Because those four months were four months of evolution. Every time the virus replicated in a new cow, it had a chance to mutate. The longer it circulates undetected, the more opportunities it has to acquire the mutations that could make it spread between people.
But the one person who got infected had a mild case. Doesn't that suggest the virus isn't very dangerous?
One case tells us almost nothing. We're looking at a virus that killed more than half the people it infected in previous outbreaks. The mildness of this one case could be luck, or it could be something about this particular strain or this particular person. We need far more data.
The government made tests free for farmers. Why isn't that enough?
Because free tests don't pay the veterinarian to collect the samples, or the lab technician to process them, or the farmer to lose a day of work. When reporting an infection costs you money and reputation, you don't report it. You keep quiet and hope it goes away.
What would actually stop this from becoming a pandemic?

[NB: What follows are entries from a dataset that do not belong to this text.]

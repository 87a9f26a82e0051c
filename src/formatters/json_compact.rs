use anyhow::{Context, Result};
use serde_json::json;
use std::collections::HashMap;
use std::fs;
use std::path::Path;

use crate::core::MaterializedGraph;

/// JSON export of a materialized call graph with compact integer node ids.
pub struct JsonCompactFormatter {
    /// Omit per-node adjacency; edges already carry it.
    minimal: bool,
}

impl JsonCompactFormatter {
    pub fn new() -> Self {
        Self { minimal: true }
    }

    pub fn full() -> Self {
        Self { minimal: false }
    }

    pub fn format_to_file(&self, graph: &MaterializedGraph, output_path: &Path) -> Result<()> {
        let json_content = self.format_graph(graph)?;
        fs::write(output_path, json_content)
            .with_context(|| format!("writing {}", output_path.display()))?;
        Ok(())
    }

    pub fn format_graph(&self, graph: &MaterializedGraph) -> Result<String> {
        // Packages are interned, nodes refer to them by position.
        let mut package_ids: HashMap<&str, usize> = HashMap::new();
        let mut packages: Vec<&str> = Vec::new();
        let mut node_ids: HashMap<&str, usize> = HashMap::new();

        let mut nodes = Vec::with_capacity(graph.node_count());
        for (id, node) in graph.nodes().iter().enumerate() {
            node_ids.insert(node.key.as_str(), id);
            let pkg = *package_ids.entry(node.package.as_str()).or_insert_with(|| {
                packages.push(node.package.as_str());
                packages.len() - 1
            });

            let node_json = if self.minimal {
                json!({ "k": node.key, "n": node.name, "p": pkg })
            } else {
                json!({
                    "key": node.key,
                    "name": node.name,
                    "pkg": pkg,
                    "parents": node.parents,
                    "children": node.children,
                })
            };
            nodes.push(node_json);
        }

        let edges: Vec<_> = graph
            .edges()
            .iter()
            .filter_map(|edge| {
                let caller = node_ids.get(edge.caller_key.as_str())?;
                let callee = node_ids.get(edge.callee_key.as_str())?;
                Some(json!([caller, callee]))
            })
            .collect();

        let output = json!({
            "meta": {
                "nodes": graph.node_count(),
                "edges": graph.edge_count(),
                "format": if self.minimal { "compact" } else { "full" }
            },
            "packages": packages,
            "nodes": nodes,
            "edges": edges
        });

        Ok(serde_json::to_string(&output)?)
    }
}

impl Default for JsonCompactFormatter {
    fn default() -> Self {
        Self::new()
    }
}
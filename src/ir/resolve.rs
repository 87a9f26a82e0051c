//! Flow-insensitive type resolution over lowered function bodies.
//!
//! Each body is walked once, in declaration order, inferring local variable
//! types from their initializers and recording call sites, allocations,
//! address-taken functions and value flows. Synthetic wrappers and external
//! stubs are created on demand while walking.

use std::collections::{HashMap, HashSet};
use std::path::PathBuf;
use std::sync::Arc;

use super::loader::DOT_IMPORT;
use super::syntax::{CallExpr, Expr, Stmt, UnaryOp};
use super::types::{TypeRef, BASIC_TYPES, BUILTIN_FUNCS};
use super::{
    AbstractValue, CallSite, CallTarget, Flow, FlowNode, FuncId, Function, FunctionFacts,
    FunctionKind, Member, Program, Signature, Synthetic, TypeId, ValueFlow,
};
use crate::error::Diagnostic;

/// Type and origin of an evaluated expression.
#[derive(Debug, Clone, Default)]
struct Value {
    ty: TypeRef,
    flow: ValueFlow,
    /// Per-result values of a call expression.
    tuple: Vec<(TypeRef, ValueFlow)>,
}

impl Value {
    fn new(ty: TypeRef, flow: ValueFlow) -> Self {
        Self {
            ty,
            flow,
            tuple: Vec::new(),
        }
    }

    fn unknown() -> Self {
        Self::default()
    }

    fn opaque() -> Self {
        Self::new(TypeRef::Unknown, ValueFlow::opaque())
    }

    fn tuple(results: Vec<(TypeRef, ValueFlow)>) -> Self {
        let (ty, flow) = results.first().cloned().unwrap_or_default();
        Self {
            ty,
            flow,
            tuple: results,
        }
    }
}

/// How a call expression's callee was classified before its arguments are evaluated.
enum Callee {
    Function { id: FuncId, type_args: Vec<TypeRef> },
    Method { id: FuncId, recv: ValueFlow },
    Invoke { iface: TypeId, method: String, recv: ValueFlow },
    Dynamic { callee: ValueFlow, results: usize },
    Unresolved,
}

/// Names declared inside one function body.
#[derive(Debug, Clone, Default)]
struct Scope {
    vars: HashMap<String, TypeRef>,
    types: HashSet<String>,
    /// Variables declared again, in another block, with a different type.
    redeclared: HashSet<String>,
}

struct FnCx {
    id: FuncId,
    pkg: String,
    imports: Arc<HashMap<String, String>>,
    scope: Scope,
    facts: FunctionFacts,
    file: PathBuf,
    line: usize,
    initializer: bool,
}

pub(crate) struct Resolver<'p> {
    program: &'p mut Program,
    scopes: Vec<Scope>,
    diagnostics: Vec<Diagnostic>,
}
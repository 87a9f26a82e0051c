use petgraph::graph::NodeIndex;
use std::collections::{HashMap, HashSet};
use std::sync::Arc;
use tracing::{debug, info};

use super::cancel::CancellationToken;
use super::filter::EdgeFilter;
use super::graph::{FunctionEdge, FunctionNode, RawCallGraph};
use super::pipeline::GraphEmitter;
use super::progress::{ProgressReporter, ProgressTracker};
use crate::error::{AnalysisError, Result};
use crate::ir::{Function, Program};

const NODE_REPORT_INTERVAL: usize = 10;
const EDGE_REPORT_INTERVAL: usize = 20;

/// The filtered call graph held in memory after a traversal.
#[derive(Debug, Clone, Default)]
pub struct MaterializedGraph {
    nodes: Vec<FunctionNode>,
    index: HashMap<String, usize>,
    edges: Vec<FunctionEdge>,
}

impl MaterializedGraph {
    /// Nodes in discovery order.
    pub fn nodes(&self) -> &[FunctionNode] {
        &self.nodes
    }

    pub fn edges(&self) -> &[FunctionEdge] {
        &self.edges
    }

    pub fn node(&self, key: &str) -> Option<&FunctionNode> {
        self.index.get(key).map(|&i| &self.nodes[i])
    }

    pub fn node_count(&self) -> usize {
        self.nodes.len()
    }

    pub fn edge_count(&self) -> usize {
        self.edges.len()
    }

    /// Index of the node for `function`, creating it on first sight.
    fn ensure_node(&mut self, function: &Function) -> (usize, bool) {
        if let Some(&i) = self.index.get(&function.key) {
            return (i, false);
        }
        let node = FunctionNode::new(
            function.key.clone(),
            function.package.clone().unwrap_or_default(),
            function.name.clone(),
        );
        let i = self.nodes.len();
        self.index.insert(node.key.clone(), i);
        self.nodes.push(node);
        (i, true)
    }
}

/// Walks a raw call graph, keeps the edges the filter accepts, and streams
/// new nodes and accepted edges to the persistence channels.
pub struct GraphMaterializer<'a> {
    program: &'a Program,
    filter: &'a EdgeFilter,
    algorithm: String,
    reporter: ProgressReporter,
    cancel: CancellationToken,
    progress: Arc<ProgressTracker>,
}

impl<'a> GraphMaterializer<'a> {
    pub fn new(program: &'a Program, filter: &'a EdgeFilter, algorithm: impl Into<String>) -> Self {
        Self {
            program,
            filter,
            algorithm: algorithm.into(),
            reporter: ProgressReporter::disabled(),
            cancel: CancellationToken::new(),
            progress: Arc::new(ProgressTracker::new()),
        }
    }

    pub fn with_reporter(mut self, reporter: ProgressReporter) -> Self {
        self.reporter = reporter;
        self
    }

    pub fn with_cancellation(mut self, cancel: CancellationToken) -> Self {
        self.cancel = cancel;
        self
    }

    pub fn with_progress(mut self, progress: Arc<ProgressTracker>) -> Self {
        self.progress = progress;
        self
    }

    /// Consumes the emitter so both channels close however the walk ends.
    pub fn run(&self, graph: &RawCallGraph, emitter: GraphEmitter) -> Result<MaterializedGraph> {
        self.reporter.report(format!(
            "Starting to build call graph, using algorithm: {}",
            self.algorithm
        ));
        self.progress.reset(graph.node_count());

        let mut out = MaterializedGraph::default();
        let mut visited_callers: HashSet<NodeIndex> = HashSet::new();

        let walk = graph.visit_edges(|caller_index, _, caller, callee| -> Result<()> {
            if self.cancel.is_cancelled() {
                return Err(AnalysisError::Cancelled);
            }
            if visited_callers.insert(caller_index) {
                self.progress.record_caller();
            }

            let caller = self.program.function(caller);
            let callee = self.program.function(callee);
            if !self.filter.accepts(caller, callee) {
                return Ok(());
            }

            for function in [caller, callee] {
                let (i, created) = out.ensure_node(function);
                if created {
                    emitter.send_node(out.nodes[i].clone(), &self.cancel)?;
                    if out.nodes.len() % NODE_REPORT_INTERVAL == 0 {
                        self.report_counts(&out);
                    }
                }
            }

            let (caller_at, _) = out.ensure_node(caller);
            let (callee_at, _) = out.ensure_node(callee);
            out.nodes[caller_at].children.push(callee.key.clone());
            out.nodes[callee_at].parents.push(caller.key.clone());

            let edge = FunctionEdge::new(caller.key.clone(), callee.key.clone());
            debug!(%edge, "accepted call edge");
            out.edges.push(edge.clone());
            emitter.send_edge(edge, &self.cancel)?;
            if out.edges.len() % EDGE_REPORT_INTERVAL == 0 {
                self.report_counts(&out);
            }
            Ok(())
        });
        drop(emitter);

        match walk {
            Ok(()) => {
                self.reporter.report(format!(
                    "Call graph build completed, processed {} nodes, {} edges",
                    out.node_count(),
                    out.edge_count()
                ));
                info!(
                    nodes = out.node_count(),
                    edges = out.edge_count(),
                    progress = self.progress.progress(),
                    "call graph materialized"
                );
                Ok(out)
            }
            Err(err) => {
                self.reporter.report(format!("Call graph build error: {err}"));
                Err(err)
            }
        }
    }

    fn report_counts(&self, graph: &MaterializedGraph) {
        self.reporter.report(format!(
            "Processed {} nodes, {} edges",
            graph.node_count(),
            graph.edge_count()
        ));
    }
}
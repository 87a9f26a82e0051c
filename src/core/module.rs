use regex::Regex;
use std::fs;
use std::path::{Path, PathBuf};
use std::sync::OnceLock;

use crate::error::{AnalysisError, Result};

/// The Go module an analysis root belongs to.
#[derive(Debug, Clone, PartialEq, Eq)]
pub struct ModuleInfo {
    /// Module path as declared in go.mod, e.g. `github.com/acme/service`.
    pub path: String,
    /// Directory holding the go.mod file.
    pub root: PathBuf,
}

fn module_line() -> &'static Regex {
    static RE: OnceLock<Regex> = OnceLock::new();
    RE.get_or_init(|| Regex::new(r#"^\s*module\s+"?([^"\s]+)"?"#).expect("valid module regex"))
}

pub struct ModuleResolver;

impl ModuleResolver {
    /// Walks from `start` towards the filesystem root and returns the first go.mod found.
    pub fn resolve(start: &Path) -> Result<ModuleInfo> {
        let start = start.canonicalize().map_err(|err| AnalysisError::ModuleNotFound {
            dir: start.to_path_buf(),
            reason: err.to_string(),
        })?;

        let mut dir: Option<&Path> = Some(&start);
        while let Some(current) = dir {
            let manifest = current.join("go.mod");
            if manifest.is_file() {
                let content = fs::read_to_string(&manifest)?;
                return match Self::parse_module_path(&content) {
                    Some(path) => Ok(ModuleInfo {
                        path,
                        root: current.to_path_buf(),
                    }),
                    None => Err(AnalysisError::ModuleNotFound {
                        dir: current.to_path_buf(),
                        reason: "go.mod has no module declaration".to_string(),
                    }),
                };
            }
            dir = current.parent();
        }

        Err(AnalysisError::ModuleNotFound {
            dir: start,
            reason: "no go.mod in this directory or any parent".to_string(),
        })
    }

    /// Returns the module path of the first `module` line.
    pub fn parse_module_path(go_mod: &str) -> Option<String> {
        go_mod
            .lines()
            .find_map(|line| module_line().captures(line))
            .map(|caps| caps[1].to_string())
    }
}

#[cfg(test)]
mod tests {
    use super::*;

    #[test]
    fn first_module_line_wins() {
        let content = "// comment\nmodule example.com/one\nmodule example.com/two\n";
        assert_eq!(
            ModuleResolver::parse_module_path(content).as_deref(),
            Some("example.com/one")
        );
    }

    #[test]
    fn quoted_and_commented_module_lines() {
        assert_eq!(
            ModuleResolver::parse_module_path("module \"example.com/q\"\n").as_deref(),
            Some("example.com/q")
        );
        assert_eq!(
            ModuleResolver::parse_module_path("module example // the module\n").as_deref(),
            Some("example")
        );
        assert_eq!(ModuleResolver::parse_module_path("go 1.21\n"), None);
    }
}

Preventing the virus from acquiring the mutations it needs to spread person-to-person. That means understanding how it's spreading among cattle so we can interrupt transmission. It means comprehensive testing, not just at state borders. It means genetic surveillance so we can watch for dangerous changes in real time.
And if we don't do those things?
Then we're essentially letting the virus have millions of chances to become something we can't control. We're not acting like we're trying to prevent a pandemic. We're acting like we're hoping one doesn't happen.